Imagining the Democratic City

Enrique Peñalosa describes how cities can encourage greater equality.
  • Transcript


Question: Can cities help promote greater equality?

Penalosa: Many people thought after communism failed that we could forget about equality, that this was just an obsolete issue and that we should just worry about economic development and that everything will fall into place.  Then we even have Mr. Fukuyama and then this is the end of ideology.  We all agree now on everything, the market is the solution to everything, but I am not so sure because actually we have been trying to have more equality for the last 2,000 years.  I mean, even more; Greece, Rome, the Judeo-Christian Revolution.  I will even say that the western civilization came to happen, not because we had more advanced technologies or mathematical knowledge, but because we had this bonding element of equality, which was finally the basis for private property and laws that protected cities as rights and things like that.  But over the last 300 years, all kinds of conflicts for more equality, so we cannot all of the sudden say that the equality is bunk.

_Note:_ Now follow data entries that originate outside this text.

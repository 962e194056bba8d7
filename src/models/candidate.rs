use chrono::{DateTime, Utc};
use serde::{Deserialize, Serialize};
use sqlx::FromRow;
use uuid::Uuid;

#[derive(Debug, Clone, Serialize, Deserialize, FromRow)]
pub struct Candidate {
    pub id: Uuid,
    pub full_name: String,
    pub email: String,
    pub phone: Option<String>,
    pub national_id: Option<String>,
    pub position_applied: String,
    pub years_experience: Option<i32>,
    pub education: Option<String>,
    pub resume_url: Option<String>,
    pub tracking_token: String,
    pub status: String,
    pub updated_by: Option<Uuid>,
    pub updated_by_email: Option<String>,
    pub created_at: Option<DateTime<Utc>>,
    pub updated_at: Option<DateTime<Utc>>,
}
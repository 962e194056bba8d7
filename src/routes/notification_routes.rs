use axum::{
    extract::{Path, State},
    response::IntoResponse,
    Extension, Json,
};
use serde_json::json;
use uuid::Uuid;

use crate::error::{Error, Result};
use crate::middleware::auth::AuthContext;
use crate::AppState;

pub async fn list_notifications(
    State(state): State<AppState>,
    Extension(ctx): Extension<AuthContext>,
) -> Result<impl IntoResponse> {
    let notifications = state
        .notification_service
        .list_for_user(ctx.user_id)
        .await?;
    Ok(Json(notifications))
}

pub async fn unread_count(
    State(state): State<AppState>,
    Extension(ctx): Extension<AuthContext>,
) -> Result<impl IntoResponse> {
    let count = state.notification_service.unread_count(ctx.user_id).await?;
    Ok(Json(json!({ "unread": count })))
}

pub async fn mark_read(
    State(state): State<AppState>,
    Extension(ctx): Extension<AuthContext>,
    Path(id): Path<Uuid>,
) -> Result<impl IntoResponse> {
    let updated = state
        .notification_service
        .mark_read(id, ctx.user_id)
        .await?;
    if updated == 0 {
        return Err(Error::NotFound("Notification not found".into()));
    }
    Ok(Json(json!({ "updated": updated })))
}

pub async fn mark_all_read(
    State(state): State<AppState>,
    Extension(ctx): Extension<AuthContext>,
) -> Result<impl IntoResponse> {
    let updated = state.notification_service.mark_all_read(ctx.user_id).await?;
    Ok(Json(json!({ "updated": updated })))
}
use serde::{Deserialize, Serialize};
use validator::Validate;

#[derive(Debug, Clone, Serialize, Deserialize, Validate)]
pub struct UpdateUserPayload {
    pub role: Option<String>,
    pub is_active: Option<bool>,
}
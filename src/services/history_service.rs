use crate::error::Result;
use crate::models::status_history::StatusHistory;
use crate::workflow::status::CandidateStatus;
use sqlx::PgPool;
use uuid::Uuid;

#[derive(Clone)]
pub struct HistoryService {
    pool: PgPool,
}

impl HistoryService {
    pub fn new(pool: PgPool) -> Self {
        Self { pool }
    }

    pub async fn append(
        &self,
        candidate_id: Uuid,
        from_status: CandidateStatus,
        to_status: CandidateStatus,
        changed_by: Uuid,
        changed_by_email: &str,
        note: Option<&str>,
    ) -> Result<StatusHistory> {
        let row = sqlx::query_as::<_, StatusHistory>(
            r#"
            INSERT INTO status_history (candidate_id, from_status, to_status, changed_by, changed_by_email, note)
            VALUES ($1, $2, $3, $4, $5, $6)
            RETURNING *
            "#,
        )
        .bind(candidate_id)
        .bind(from_status.as_str())
        .bind(to_status.as_str())
        .bind(changed_by)
        .bind(changed_by_email)
        .bind(note)
        .fetch_one(&self.pool)
        .await?;
        Ok(row)
    }

    pub async fn list_for_candidate(&self, candidate_id: Uuid) -> Result<Vec<StatusHistory>> {
        let rows = sqlx::query_as::<_, StatusHistory>(
            "SELECT * FROM status_history WHERE candidate_id = $1 ORDER BY created_at ASC",
        )
        .bind(candidate_id)
        .fetch_all(&self.pool)
        .await?;
        Ok(rows)
    }
}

So what kind of equality can we talk about today?  Not income equality, clearly, because we all agreed that the best way to manage most of societies resources is private property and the market, and that creates income inequality. But, what kind of equality?  So I would say at least equality of quality of life, at least for children; that all children should have access to everything they need to be happy, to green spaces.  Without being members of a country club—to sports facilities, to libraries, to waterfronts.

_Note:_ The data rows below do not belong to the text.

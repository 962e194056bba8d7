use axum::{
    http::StatusCode,
    response::{IntoResponse, Json},
};
use serde_json::json;

pub type Result<T> = std::result::Result<T, Error>;

#[derive(Debug, thiserror::Error)]
pub enum Error {
    #[error("Configuration error: {0}")]
    Config(String),

    #[error("Bad request: {0}")]
    BadRequest(String),

    #[error("Unauthorized: {0}")]
    Unauthorized(String),

    #[error("Forbidden: {0}")]
    Forbidden(String),

    #[error("Not found: {0}")]
    NotFound(String),

    #[error("Conflict: {0}")]
    Conflict(String),

    #[error("Rate limit exceeded: {0}")]
    RateLimited(String),

    #[error("Database error: {0}")]
    Database(sqlx::Error),

    #[error("Validation error: {0}")]
    Validation(#[from] validator::ValidationErrors),

    #[error("JSON error: {0}")]
    Json(#[from] serde_json::Error),

    #[error(transparent)]
    Anyhow(#[from] anyhow::Error),

    #[error("HTTP error: {0}")]
    Reqwest(#[from] reqwest::Error),

    #[error("Internal error: {0}")]
    Internal(String),

    #[error("IO error: {0}")]
    Io(#[from] std::io::Error),

    #[error("Multipart error: {0}")]
    Multipart(#[from] axum::extract::multipart::MultipartError),
}

impl IntoResponse for Error {
    fn into_response(self) -> axum::response::Response {
        let (status, error_message) = match self {
            Error::BadRequest(msg) => (StatusCode::BAD_REQUEST, msg),
            Error::Unauthorized(msg) => (StatusCode::UNAUTHORIZED, msg),
            Error::Forbidden(msg) => (StatusCode::FORBIDDEN, msg),
            Error::NotFound(msg) => (StatusCode::NOT_FOUND, msg),
            Error::Conflict(msg) => (StatusCode::CONFLICT, msg),
            Error::RateLimited(msg) => (StatusCode::TOO_MANY_REQUESTS, msg),
            Error::Validation(err) => (StatusCode::BAD_REQUEST, err.to_string()),
            Error::Database(err) => (StatusCode::INTERNAL_SERVER_ERROR, err.to_string()),
            Error::Json(err) => (StatusCode::BAD_REQUEST, err.to_string()),
            Error::Reqwest(err) => (
                StatusCode::BAD_GATEWAY,
                format!("External service error: {}", err),
            ),
            Error::Internal(msg) => (StatusCode::INTERNAL_SERVER_ERROR, msg),
            Error::Io(err) => (StatusCode::INTERNAL_SERVER_ERROR, err.to_string()),
            Error::Multipart(err) => (StatusCode::BAD_REQUEST, err.to_string()),
            Error::Anyhow(err) => (StatusCode::BAD_REQUEST, err.to_string()),
            _ => (
                StatusCode::INTERNAL_SERVER_ERROR,
                "An unexpected error occurred".to_string(),
            ),
        };

        let body = Json(json!({ "error": error_message }));
        (status, body).into_response()
    }
}

impl From<sqlx::Error> for Error {
    fn from(err: sqlx::Error) -> Self {
        match err {
            sqlx::Error::RowNotFound => Error::NotFound("Resource not found".to_string()),
            other => Error::Database(other),
        }
    }
}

Another basic principle of equality, I would say, is a basic principle of democracy; which is, in all democracies the first article in our Constitution is that all cities are seen as equal before the law.  A consequence of that, which is explicit sometimes in the constitutions, if not always implicit, is that public good prevails over private interest.  This is an extremely powerful principle.

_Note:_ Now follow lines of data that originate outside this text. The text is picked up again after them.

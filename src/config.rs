use crate::error::{Error, Result};
use dotenvy::dotenv;
use std::env;
use std::sync::OnceLock;

#[derive(Debug, Clone)]
pub struct Config {
    pub server_address: String,
    pub database_url: String,
    pub jwt_secret: String,
    pub public_rps: u32,
    pub integration_rps: u32,
    pub uploads_dir: String,
}

pub static CONFIG: OnceLock<Config> = OnceLock::new();

impl Config {
    pub fn from_env() -> Result<Self> {
        dotenv().ok();

        Ok(Self {
            server_address: get_env("SERVER_ADDRESS")?,
            database_url: get_env("DATABASE_URL")?,
            jwt_secret: get_env("JWT_SECRET")?,
            public_rps: get_env_parse("PUBLIC_RPS")?,
            integration_rps: get_env_parse("INTEGRATION_RPS")?,
            uploads_dir: env::var("UPLOADS_DIR").unwrap_or_else(|_| "./uploads".to_string()),
        })
    }
}

fn get_env(name: &str) -> Result<String> {
    env::var(name).map_err(|_| Error::Config(format!("Missing environment variable: {}", name)))
}

fn get_env_parse<T>(name: &str) -> Result<T>
where
    T: std::str::FromStr,
    T::Err: std::fmt::Display,
{
    let raw = get_env(name)?;
    raw.parse()
        .map_err(|e| Error::Config(format!("Invalid value for {}: {}", name, e)))
}

pub fn init_config() -> Result<()> {
    let config = Config::from_env()?;
    CONFIG
        .set(config)
        .map_err(|_| Error::Config("Configuration has already been initialized".to_string()))?;
    Ok(())
}

pub fn get_config() -> &'static Config {
    CONFIG
        .get()
        .expect("Configuration has not been initialized")
}
use chrono::{DateTime, NaiveDate, NaiveTime, Utc};
use serde::{Deserialize, Serialize};
use sqlx::FromRow;
use uuid::Uuid;

pub const INTERVIEW_SCHEDULED: &str = "scheduled";
pub const INTERVIEW_CANCELLED: &str = "cancelled";
pub const INTERVIEW_COMPLETED: &str = "completed";

#[derive(Debug, Clone, Serialize, Deserialize, FromRow)]
pub struct Interview {
    pub id: Uuid,
    pub candidate_id: Uuid,
    pub assignment_id: Uuid,
    pub interviewer_name: String,
    pub interviewer_email: String,
    pub interview_date: NaiveDate,
    pub start_time: NaiveTime,
    pub duration_minutes: i32,
    pub location: Option<String>,
    pub meeting_link: Option<String>,
    pub is_online: bool,
    pub status: String,
    pub feedback_submitted: bool,
    pub created_at: Option<DateTime<Utc>>,
    pub updated_at: Option<DateTime<Utc>>,
}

If public good prevails over private interest, for example, we should not have private land around growing cities in the developing world.  We should never have private waterfronts, especially around urban areas.  So there is much to do, even in the United States.  For example, all the Long Island coast should be public; a great greenway, a public park, and not these big fancy houses in front of the water.  If we really had true democracy at work…if we have public good prevail over private interest, public transport should have priority over private cars in the use of road space.